» Brief
Copy out every line of the records where the string "ApiClient" occurs.

» Material for the task
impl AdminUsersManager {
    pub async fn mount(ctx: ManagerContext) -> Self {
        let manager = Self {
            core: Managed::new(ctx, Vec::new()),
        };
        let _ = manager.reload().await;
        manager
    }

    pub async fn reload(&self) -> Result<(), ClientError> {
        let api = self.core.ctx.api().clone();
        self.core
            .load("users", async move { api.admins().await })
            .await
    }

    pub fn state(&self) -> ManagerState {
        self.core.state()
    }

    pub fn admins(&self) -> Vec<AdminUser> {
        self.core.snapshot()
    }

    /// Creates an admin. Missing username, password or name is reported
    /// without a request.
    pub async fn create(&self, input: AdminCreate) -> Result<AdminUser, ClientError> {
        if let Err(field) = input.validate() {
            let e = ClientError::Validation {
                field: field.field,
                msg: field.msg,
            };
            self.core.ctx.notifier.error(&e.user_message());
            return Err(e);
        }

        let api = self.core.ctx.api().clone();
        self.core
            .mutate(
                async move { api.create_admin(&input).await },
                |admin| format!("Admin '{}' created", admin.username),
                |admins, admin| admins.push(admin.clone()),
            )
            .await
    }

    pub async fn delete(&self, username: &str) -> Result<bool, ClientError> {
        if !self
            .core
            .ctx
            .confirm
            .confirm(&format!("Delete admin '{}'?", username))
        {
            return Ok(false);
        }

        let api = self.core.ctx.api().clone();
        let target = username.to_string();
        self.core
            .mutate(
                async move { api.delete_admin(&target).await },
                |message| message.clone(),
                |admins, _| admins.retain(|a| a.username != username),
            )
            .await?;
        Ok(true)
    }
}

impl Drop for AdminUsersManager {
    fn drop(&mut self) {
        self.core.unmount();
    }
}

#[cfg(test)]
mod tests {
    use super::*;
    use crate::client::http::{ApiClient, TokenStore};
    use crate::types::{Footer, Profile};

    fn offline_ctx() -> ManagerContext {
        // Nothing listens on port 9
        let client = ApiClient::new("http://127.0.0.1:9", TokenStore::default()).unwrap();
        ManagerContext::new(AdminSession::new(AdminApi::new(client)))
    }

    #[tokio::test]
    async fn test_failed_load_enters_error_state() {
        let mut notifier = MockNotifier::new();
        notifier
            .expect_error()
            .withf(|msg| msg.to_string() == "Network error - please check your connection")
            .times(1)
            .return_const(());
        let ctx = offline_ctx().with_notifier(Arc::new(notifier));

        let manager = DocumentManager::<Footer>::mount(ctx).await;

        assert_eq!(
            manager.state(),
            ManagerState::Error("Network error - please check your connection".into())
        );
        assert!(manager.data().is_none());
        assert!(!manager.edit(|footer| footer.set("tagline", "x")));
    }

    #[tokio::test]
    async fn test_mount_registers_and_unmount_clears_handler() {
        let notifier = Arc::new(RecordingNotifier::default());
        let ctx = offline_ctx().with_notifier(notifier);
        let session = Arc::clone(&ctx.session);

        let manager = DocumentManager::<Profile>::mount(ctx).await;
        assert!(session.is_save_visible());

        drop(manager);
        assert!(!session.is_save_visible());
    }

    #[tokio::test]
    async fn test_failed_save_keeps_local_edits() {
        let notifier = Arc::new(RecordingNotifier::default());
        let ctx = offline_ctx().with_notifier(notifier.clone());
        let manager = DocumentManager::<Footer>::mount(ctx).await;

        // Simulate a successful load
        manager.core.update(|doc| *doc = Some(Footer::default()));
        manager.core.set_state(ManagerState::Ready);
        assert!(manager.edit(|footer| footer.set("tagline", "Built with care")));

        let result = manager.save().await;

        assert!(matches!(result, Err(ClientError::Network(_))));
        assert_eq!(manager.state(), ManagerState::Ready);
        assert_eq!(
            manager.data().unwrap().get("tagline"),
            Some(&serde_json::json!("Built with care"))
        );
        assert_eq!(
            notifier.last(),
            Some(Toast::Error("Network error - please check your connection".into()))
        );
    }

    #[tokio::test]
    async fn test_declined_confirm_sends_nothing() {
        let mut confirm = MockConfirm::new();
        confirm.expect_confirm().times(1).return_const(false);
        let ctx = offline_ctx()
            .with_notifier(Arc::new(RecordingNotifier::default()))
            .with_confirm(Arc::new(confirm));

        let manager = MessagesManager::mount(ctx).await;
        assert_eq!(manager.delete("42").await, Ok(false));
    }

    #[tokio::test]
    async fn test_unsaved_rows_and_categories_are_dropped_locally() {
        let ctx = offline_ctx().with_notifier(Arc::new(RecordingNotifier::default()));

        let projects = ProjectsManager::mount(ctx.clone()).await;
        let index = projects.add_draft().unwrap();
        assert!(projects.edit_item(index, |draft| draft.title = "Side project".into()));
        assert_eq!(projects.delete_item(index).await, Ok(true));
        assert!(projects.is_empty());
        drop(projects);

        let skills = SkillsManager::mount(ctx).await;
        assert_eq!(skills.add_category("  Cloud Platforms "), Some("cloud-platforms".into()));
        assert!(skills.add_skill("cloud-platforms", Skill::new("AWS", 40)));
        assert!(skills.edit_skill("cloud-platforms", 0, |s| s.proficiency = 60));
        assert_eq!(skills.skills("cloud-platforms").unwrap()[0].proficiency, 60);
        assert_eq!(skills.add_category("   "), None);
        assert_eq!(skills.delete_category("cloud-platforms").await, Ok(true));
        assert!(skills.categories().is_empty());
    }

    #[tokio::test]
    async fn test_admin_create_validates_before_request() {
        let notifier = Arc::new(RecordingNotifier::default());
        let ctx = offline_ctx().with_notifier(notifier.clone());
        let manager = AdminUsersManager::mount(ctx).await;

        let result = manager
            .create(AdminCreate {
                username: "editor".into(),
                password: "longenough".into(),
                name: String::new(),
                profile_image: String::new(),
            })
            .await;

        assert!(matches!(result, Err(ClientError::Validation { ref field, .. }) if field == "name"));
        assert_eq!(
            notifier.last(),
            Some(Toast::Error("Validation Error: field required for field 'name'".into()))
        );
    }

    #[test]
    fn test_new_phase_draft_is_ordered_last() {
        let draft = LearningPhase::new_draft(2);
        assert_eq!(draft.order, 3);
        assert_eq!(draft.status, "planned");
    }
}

» Exercise result
    use crate::client::http::{ApiClient, TokenStore};
        let client = ApiClient::new("http://127.0.0.1:9", TokenStore::default()).unwrap();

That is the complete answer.